--- Material provided ---
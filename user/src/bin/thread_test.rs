//! Three threads bump a shared counter 10000 times each behind the
//! futex mutex. The load/store pair inside the lock is deliberately not
//! atomic; only the mutex keeps the total at 30000.

#![no_std]
#![no_main]

use core::sync::atomic::{AtomicU32, Ordering};
use ulib::{exit, print, print_dec, thread_create, wait, Mutex, ThreadStack};

const ROUNDS: u32 = 10_000;
const THREADS: u32 = 3;

static COUNTER: AtomicU32 = AtomicU32::new(0);
static LOCK: Mutex = Mutex::new();

static STACK1: ThreadStack = ThreadStack::new();
static STACK2: ThreadStack = ThreadStack::new();
static STACK3: ThreadStack = ThreadStack::new();

extern "C" fn worker(id: usize) -> ! {
    print("Thread ");
    print_dec(id as i32);
    print(" starting...\n");

    for _ in 0..ROUNDS {
        LOCK.with(|| {
            let value = COUNTER.load(Ordering::Relaxed);
            COUNTER.store(value + 1, Ordering::Relaxed);
        });
    }

    print("Thread ");
    print_dec(id as i32);
    print(" finished.\n");
    exit(0);
}

#[no_mangle]
pub extern "C" fn _start() -> ! {
    print("Thread test: 3 threads x 10000 increments under a mutex.\n");

    thread_create(worker, 1, &STACK1);
    thread_create(worker, 2, &STACK2);
    thread_create(worker, 3, &STACK3);

    for _ in 0..THREADS {
        wait(None);
    }

    let total = COUNTER.load(Ordering::Relaxed);
    print("Final counter: ");
    print_dec(total as i32);
    print(" (expected ");
    print_dec((ROUNDS * THREADS) as i32);
    print(")\n");

    if total == ROUNDS * THREADS {
        print("THREAD TEST PASSED\n");
        exit(0);
    } else {
        print("THREAD TEST FAILED\n");
        exit(1);
    }
}
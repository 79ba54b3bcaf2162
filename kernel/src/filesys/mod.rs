//! The flat filesystem: a superblock at sector 17, a linear inode table,
//! direct block lists, no directories, read-only at runtime. Inodes are
//! created exclusively by the offline image builder.
//!
//! On-disk records are tightly packed, so every copy out of a sector
//! buffer goes through zerocopy reads; wide struct copies of misaligned
//! records are exactly the class of bug this environment cannot afford.

use crate::{device::block::BlockDevice, printk, printlnk, sync::KernelMutex};

use alloc::{string::String, sync::Arc, vec, vec::Vec};
use sfs::{Inode, Superblock, BLOCK_SIZE, INODE_SIZE, SUPERBLOCK_LBA};
use spin::RwLock;
use zerocopy::FromBytes;

struct MountedFs {
    dev: Arc<dyn BlockDevice>,
    sb: Superblock
}

static FS: RwLock<Option<MountedFs>> = RwLock::new(None);

// One reader at a time on the ATA channel; PIO register sequences do not
// interleave.
static FS_LOCK: KernelMutex = KernelMutex::new();

/// Mount the filesystem. A bad magic fails soft: log it and continue
/// with the FS unmounted; every lookup will then miss.
pub fn mount(dev: Arc<dyn BlockDevice>) {
    let mut buf = [0u8; BLOCK_SIZE];
    if let Err(err) = dev.read_block(&mut buf, SUPERBLOCK_LBA) {
        printlnk!("fs: superblock read failed: {}", err);
        return;
    }

    let Ok(sb) = Superblock::read_from_bytes(&buf[..]) else {
        printlnk!("fs: superblock unreadable");
        return;
    };

    if !sb.valid() {
        printlnk!("fs: bad magic {:#010x}, not mounting", sb.magic.get());
        return;
    }

    let capacity = dev.block_count();
    if capacity > 0 && sb.total_blocks.get() as u64 > capacity {
        printlnk!(
            "fs: superblock claims {} blocks but the disk has {}",
            sb.total_blocks.get(),
            capacity
        );
    }

    printlnk!(
        "fs: mounted, {} blocks, {} inode slots",
        sb.total_blocks.get(),
        sb.inode_count.get()
    );
    *FS.write() = Some(MountedFs { dev, sb });
}

/// Linear scan of the inode table for a used inode named `name`.
fn find(fs: &MountedFs, name: &str) -> Result<Option<Inode>, String> {
    let per_block = BLOCK_SIZE / INODE_SIZE;
    let table_blocks =
        (fs.sb.inode_count.get() as usize).div_ceil(per_block) as u32;

    let mut buf = [0u8; BLOCK_SIZE];
    for i in 0..table_blocks {
        fs.dev.read_block(&mut buf, fs.sb.inode_table_block.get() + i)?;

        for raw in buf.chunks_exact(INODE_SIZE) {
            let Ok(inode) = Inode::read_from_bytes(raw) else { continue; };
            if inode.name_matches(name) {
                return Ok(Some(inode));
            }
        }
    }
    return Ok(None);
}

/// Read a whole file. The buffer is sized in whole sectors, then
/// truncated to the byte size: the driver always writes full sectors,
/// and an undersized buffer would let the tail of the last read trample
/// the heap.
pub fn read_file(name: &str) -> Result<Vec<u8>, String> {
    FS_LOCK.with(|| {
        let fs = FS.read();
        let fs = fs.as_ref().ok_or("filesystem not mounted")?;

        let inode = find(fs, name)?.ok_or("file not found")?;

        let blocks = inode.block_count() as usize;
        let mut buf = vec![0u8; blocks * BLOCK_SIZE];

        for (i, chunk) in buf.chunks_exact_mut(BLOCK_SIZE).enumerate() {
            fs.dev.read_block(chunk, inode.blocks[i].get())?;
        }

        buf.truncate(inode.size.get() as usize);
        return Ok(buf);
    })
}

/// Print every used inode: name and byte size. Backs syscall 13.
pub fn list() {
    FS_LOCK.with(|| {
        let fs = FS.read();
        let Some(fs) = fs.as_ref() else {
            printlnk!("fs: not mounted");
            return;
        };

        let per_block = BLOCK_SIZE / INODE_SIZE;
        let table_blocks =
            (fs.sb.inode_count.get() as usize).div_ceil(per_block) as u32;

        let mut buf = [0u8; BLOCK_SIZE];
        for i in 0..table_blocks {
            if fs.dev.read_block(&mut buf, fs.sb.inode_table_block.get() + i).is_err() {
                return;
            }

            for raw in buf.chunks_exact(INODE_SIZE) {
                let Ok(inode) = Inode::read_from_bytes(raw) else { continue; };
                if inode.used != 1 { continue; }

                match core::str::from_utf8(inode.name()) {
                    Ok(name) => printk!("{}", name),
                    Err(_) => printk!("<bad name>")
                }
                printlnk!("  {} bytes", inode.size.get());
            }
        }
    });
}
//! Physical frame allocator: a bitmap over the low 128 MiB plus one
//! 8-bit reference count per frame. The refcounts carry copy-on-write
//! sharing; 0xff is the saturation sentinel and pins a frame forever.
//!
//! A frame is allocatable iff its used bit is clear and its refcount is
//! zero. `free` decrements and only releases the frame at zero.

use crate::{
    printlnk,
    ram::{align_up, mutex::{irq_lock, IrqLock}, p2v, DIRECT_MAP_SIZE, PAGE_4KIB}
};

use zerocopy::{FromBytes, Immutable, KnownLayout, LE, U32, U64};

pub const MAX_FRAMES: usize = DIRECT_MAP_SIZE / PAGE_4KIB;
const BITMAP_LEN: usize = MAX_FRAMES / 8;

const REF_PINNED: u8 = 0xff;

/// The bootloader deposits the E820 map here: a u16 entry count, then
/// 24-byte entries.
const E820_BASE: u32 = 0x8000;
const E820_USABLE: u32 = 1;

#[repr(C)]
#[derive(Clone, Copy, FromBytes, KnownLayout, Immutable)]
struct E820Entry {
    base: U64<LE>,
    length: U64<LE>,
    typ: U32<LE>,
    attrs: U32<LE>
}

const _: () = assert!(size_of::<E820Entry>() == 24);

struct FrameAllocData {
    bitmap: [u8; BITMAP_LEN],
    refs: [u8; MAX_FRAMES],
    total: usize,
    used: usize,
    is_init: bool
}

pub struct FrameAlloc(IrqLock<FrameAllocData>);

pub static FRAME_ALLOC: FrameAlloc = FrameAlloc(irq_lock(FrameAllocData {
    bitmap: [0xff; BITMAP_LEN],
    refs: [0; MAX_FRAMES],
    total: 0,
    used: 0,
    is_init: false
}));

impl FrameAllocData {
    fn set(&mut self, frame: usize) {
        self.bitmap[frame / 8] |= 1 << (frame % 8);
    }

    fn clear(&mut self, frame: usize) {
        self.bitmap[frame / 8] &= !(1 << (frame % 8));
    }

    fn test(&self, frame: usize) -> bool {
        return self.bitmap[frame / 8] & (1 << (frame % 8)) != 0;
    }

    fn init(&mut self, kernel_end_phys: u32) {
        if self.is_init { return; }

        // Everything starts out reserved; E820 punches the usable holes.
        let count = unsafe { (p2v(E820_BASE) as *const u16).read() } as usize;
        let table = unsafe {
            core::slice::from_raw_parts(p2v(E820_BASE + 4) as *const u8, count * size_of::<E820Entry>())
        };

        let mut max_ram: u32 = 0;

        for raw in table.chunks_exact(size_of::<E820Entry>()) {
            let Ok(entry) = E820Entry::read_from_bytes(raw) else { continue; };

            // Entries above 4 GiB mean nothing to a 32-bit kernel.
            if entry.base.get() >> 32 != 0 { continue; }
            if entry.typ.get() != E820_USABLE { continue; }

            let start = entry.base.get() as u32;
            let end = (entry.base.get() + entry.length.get()).min(u32::MAX as u64) as u32;
            if end > max_ram { max_ram = end; }

            // Partial frames at region edges stay reserved: round the
            // start up and the end down.
            let first = start.div_ceil(PAGE_4KIB as u32) as usize;
            let last = (end as usize) / PAGE_4KIB;

            for frame in first..last.min(MAX_FRAMES) {
                self.clear(frame);
            }
        }

        self.total = ((max_ram as usize) / PAGE_4KIB).min(MAX_FRAMES);

        // Re-reserve the kernel image (and everything below it: BIOS area,
        // the E820 table itself, stage 2 scratch).
        let kernel_frames = align_up(kernel_end_phys as usize, PAGE_4KIB) / PAGE_4KIB;
        for frame in 0..kernel_frames.min(MAX_FRAMES) {
            self.set(frame);
        }

        // The top 16 KiB of detected RAM held the early boot stack; keep
        // those pages out of circulation.
        let stack_top = (max_ram & !0xf) as usize;
        let stack_first = stack_top.saturating_sub(16 * 1024) / PAGE_4KIB;
        for frame in stack_first..self.total {
            self.set(frame);
        }

        // Everything still marked used at this point is permanently
        // reserved; pin it so a stray free can never release it and the
        // used-implies-referenced rule holds from the start.
        self.used = 0;
        for frame in 0..self.total {
            if self.test(frame) {
                self.refs[frame] = REF_PINNED;
                self.used += 1;
            }
        }
        self.is_init = true;
    }

    fn first_free(&self) -> Option<usize> {
        for (i, &byte) in self.bitmap[..self.total.div_ceil(8)].iter().enumerate() {
            if byte == 0xff { continue; } // skip full bytes
            let bit = byte.trailing_ones() as usize;
            let frame = i * 8 + bit;
            if frame < self.total { return Some(frame); }
        }
        return None;
    }

    fn alloc(&mut self) -> Option<u32> {
        let frame = self.first_free()?;
        self.set(frame);
        self.refs[frame] = 1;
        self.used += 1;
        return Some((frame * PAGE_4KIB) as u32);
    }

    fn alloc_run(&mut self, count: usize) -> Option<u32> {
        if count == 0 || count > self.total { return None; }

        let mut start = 0;
        while start + count <= self.total {
            match (start..start + count).find(|&frame| self.test(frame)) {
                Some(occupied) => start = occupied + 1,
                None => {
                    for frame in start..start + count {
                        self.set(frame);
                        self.refs[frame] = 1;
                    }
                    self.used += count;
                    return Some((start * PAGE_4KIB) as u32);
                }
            }
        }
        return None;
    }

    fn free(&mut self, pa: u32) {
        let frame = pa as usize / PAGE_4KIB;
        if frame >= self.total || !self.test(frame) { return; }

        match self.refs[frame] {
            REF_PINNED => {} // pinned frames never go back
            0 | 1 => {
                self.refs[frame] = 0;
                self.clear(frame);
                self.used -= 1;
            }
            _ => self.refs[frame] -= 1
        }
    }

    fn retain(&mut self, pa: u32) {
        let frame = pa as usize / PAGE_4KIB;
        if frame >= self.total { return; }
        if self.refs[frame] < REF_PINNED {
            self.refs[frame] += 1;
        }
    }

    fn refs(&self, pa: u32) -> u8 {
        let frame = pa as usize / PAGE_4KIB;
        if frame >= self.total { return 0; }
        return self.refs[frame];
    }
}

impl FrameAlloc {
    pub fn init(&self, kernel_end_phys: u32) {
        self.0.lock().init(kernel_end_phys);
        let (total, used) = self.stats();
        printlnk!(
            "ram: {} MiB usable, {} KiB reserved",
            total * PAGE_4KIB / 1024 / 1024,
            used * PAGE_4KIB / 1024
        );
    }

    /// A fresh frame with refcount 1. Contents are whatever was there
    /// before; callers zero when their semantics require it.
    pub fn alloc(&self) -> Option<u32> {
        return self.0.lock().alloc();
    }

    /// `count` physically contiguous frames, each with refcount 1.
    pub fn alloc_run(&self, count: usize) -> Option<u32> {
        return self.0.lock().alloc_run(count);
    }

    /// Drop one reference; the frame is released when the count hits zero.
    pub fn free(&self, pa: u32) {
        self.0.lock().free(pa);
    }

    /// Add a reference (saturating at the pin sentinel).
    pub fn retain(&self, pa: u32) {
        self.0.lock().retain(pa);
    }

    pub fn refs(&self, pa: u32) -> u8 {
        return self.0.lock().refs(pa);
    }

    pub fn stats(&self) -> (usize, usize) {
        let data = self.0.lock();
        return (data.total, data.used);
    }
}
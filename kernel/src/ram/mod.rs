pub mod frames;
pub mod mutex;
pub mod paging;

use crate::ram::frames::FRAME_ALLOC;

use core::alloc::Layout;
use spin::Mutex;
use talc::{OomHandler, Span, Talc, Talck};

// Virtual layout
// +------------------+ - 0xffff_ffff
// |      unused      |
// +------------------+ - 0xc800_0000
// |    direct map    | kernel-only map of physical 0 .. 128 MiB
// |                  | kernel image inside it at 0xc010_0000
// +------------------+ - 0xc000_0000
// |    user space    | per-process; text at 0x0040_0000,
// |                  | stack page at 0x00f0_0000
// +------------------+ - 0x0000_0000

pub const PAGE_4KIB: usize = 0x1000;
pub const KERNEL_BASE: usize = 0xc000_0000;
pub const DIRECT_MAP_SIZE: usize = 128 * 1024 * 1024;
pub const KSTACK_SIZE: usize = 0x4000;

/// Physical-to-virtual through the direct map. Only defined for the low
/// 128 MiB; user virtual addresses must never pass through here.
#[inline(always)]
pub fn p2v(pa: u32) -> usize {
    debug_assert!((pa as usize) < DIRECT_MAP_SIZE);
    return pa as usize + KERNEL_BASE;
}

#[inline(always)]
pub fn v2p(va: usize) -> u32 {
    debug_assert!(va >= KERNEL_BASE && va < KERNEL_BASE + DIRECT_MAP_SIZE);
    return (va - KERNEL_BASE) as u32;
}

pub fn align_up(val: usize, align: usize) -> usize {
    if align == 0 { return val; }
    return val.div_ceil(align) * align;
}

pub fn align_down(val: usize, align: usize) -> usize {
    if align == 0 { return val; }
    return val / align * align;
}

const HEAP_MIN_GROW: usize = 0x40000; // 256 KiB per refill

/// Grows the kernel heap out of physical frame runs reached through the
/// direct map. A refill contiguous with the previous arena extends it;
/// anything else is claimed as a fresh span.
pub struct KheapHandler {
    heap: Span
}

impl KheapHandler {
    const fn new() -> Self {
        return Self { heap: Span::empty() };
    }
}

impl OomHandler for KheapHandler {
    fn handle_oom(talc: &mut Talc<Self>, layout: Layout) -> Result<(), ()> {
        let size = align_up(layout.size() * 2, PAGE_4KIB).max(HEAP_MIN_GROW);
        let pa = FRAME_ALLOC.alloc_run(size / PAGE_4KIB).ok_or(())?;
        let base = p2v(pa) as *mut u8;

        unsafe {
            let old = talc.oom_handler.heap;
            let adjacent = !old.is_empty()
                && old.get_base_acme().map(|(_, acme)| acme) == Some(base);

            let grown = if adjacent {
                talc.extend(old, old.extend(0, size))
            } else {
                talc.claim(Span::from_base_size(base, size))?
            };
            talc.oom_handler.heap = grown;
        }

        return Ok(());
    }
}

#[global_allocator]
pub static KHEAP: Talck<Mutex<()>, KheapHandler> = Talc::new(KheapHandler::new()).lock();
//! # Key Derivation
//!
//! Splits an ECDH shared secret into the ECIES encryption and MAC keys.
//!
//! ```text
//! ┌─────────────────────────────────────────────────────────────────────────┐
//! │                 SHARED SECRET → MESSAGE KEYS                            │
//! ├─────────────────────────────────────────────────────────────────────────┤
//! │                                                                         │
//! │  S = d · Q                     (ECDH on secp256k1)                     │
//! │  │                                                                      │
//! │  ▼                                                                      │
//! │  S.x as a minimal big-endian integer (leading zero bytes dropped)      │
//! │  │                                                                      │
//! │  ▼                                                                      │
//! │  SHA-512 ──► 64 bytes                                                  │
//! │              ├── [0..32)  encryption key  (AES-256-CBC)                │
//! │              └── [32..64) MAC key         (HMAC-SHA1)                  │
//! │                                                                         │
//! └─────────────────────────────────────────────────────────────────────────┘
//! ```
//!
//! Counterpart implementations hash the integer form of S.x, so when the
//! coordinate starts with a zero byte the hash input is shorter than 32
//! bytes. Padding it would break interoperability for roughly one shared
//! secret in 256.

use sha2::{Digest, Sha512};
use zeroize::{Zeroize, ZeroizeOnDrop};

/// Size of each derived key in bytes
pub const DERIVED_KEY_SIZE: usize = 32;

/// Symmetric keys derived from one ECDH exchange
///
/// Both keys are zeroized on drop.
#[derive(Zeroize, ZeroizeOnDrop)]
pub struct DerivedKeys {
    encryption_key: [u8; DERIVED_KEY_SIZE],
    mac_key: [u8; DERIVED_KEY_SIZE],
}

impl DerivedKeys {
    /// AES-256 key
    pub fn encryption_key(&self) -> &[u8; DERIVED_KEY_SIZE] {
        &self.encryption_key
    }

    /// HMAC key
    pub fn mac_key(&self) -> &[u8; DERIVED_KEY_SIZE] {
        &self.mac_key
    }
}

/// Derive the key pair from the x coordinate of a shared point
pub fn derive_keys(shared_x: &[u8]) -> DerivedKeys {
    let mut digest = Sha512::digest(strip_leading_zeros(shared_x));

    let mut keys = DerivedKeys {
        encryption_key: [0u8; DERIVED_KEY_SIZE],
        mac_key: [0u8; DERIVED_KEY_SIZE],
    };
    keys.encryption_key
        .copy_from_slice(&digest[..DERIVED_KEY_SIZE]);
    keys.mac_key.copy_from_slice(&digest[DERIVED_KEY_SIZE..]);

    digest.as_mut_slice().zeroize();
    keys
}

fn strip_leading_zeros(bytes: &[u8]) -> &[u8] {
    let start = bytes
        .iter()
        .position(|&b| b != 0)
        .unwrap_or(bytes.len());
    &bytes[start..]
}

// ============================================================================
// TESTS
// ============================================================================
---
• _Your goal_
Please copy, word for word, every line from the first line of the records through the line containing "const THREADS: u32 = 3;", with both of those lines included and nothing else.

• _Answer space_
filename user/src/bin/thread_test.rs
//! Three threads bump a shared counter 10000 times each behind the
//! futex mutex. The load/store pair inside the lock is deliberately not
//! atomic; only the mutex keeps the total at 30000.

#![no_std]
#![no_main]

use core::sync::atomic::{AtomicU32, Ordering};
use ulib::{exit, print, print_dec, thread_create, wait, Mutex, ThreadStack};

const ROUNDS: u32 = 10_000;
const THREADS: u32 = 3;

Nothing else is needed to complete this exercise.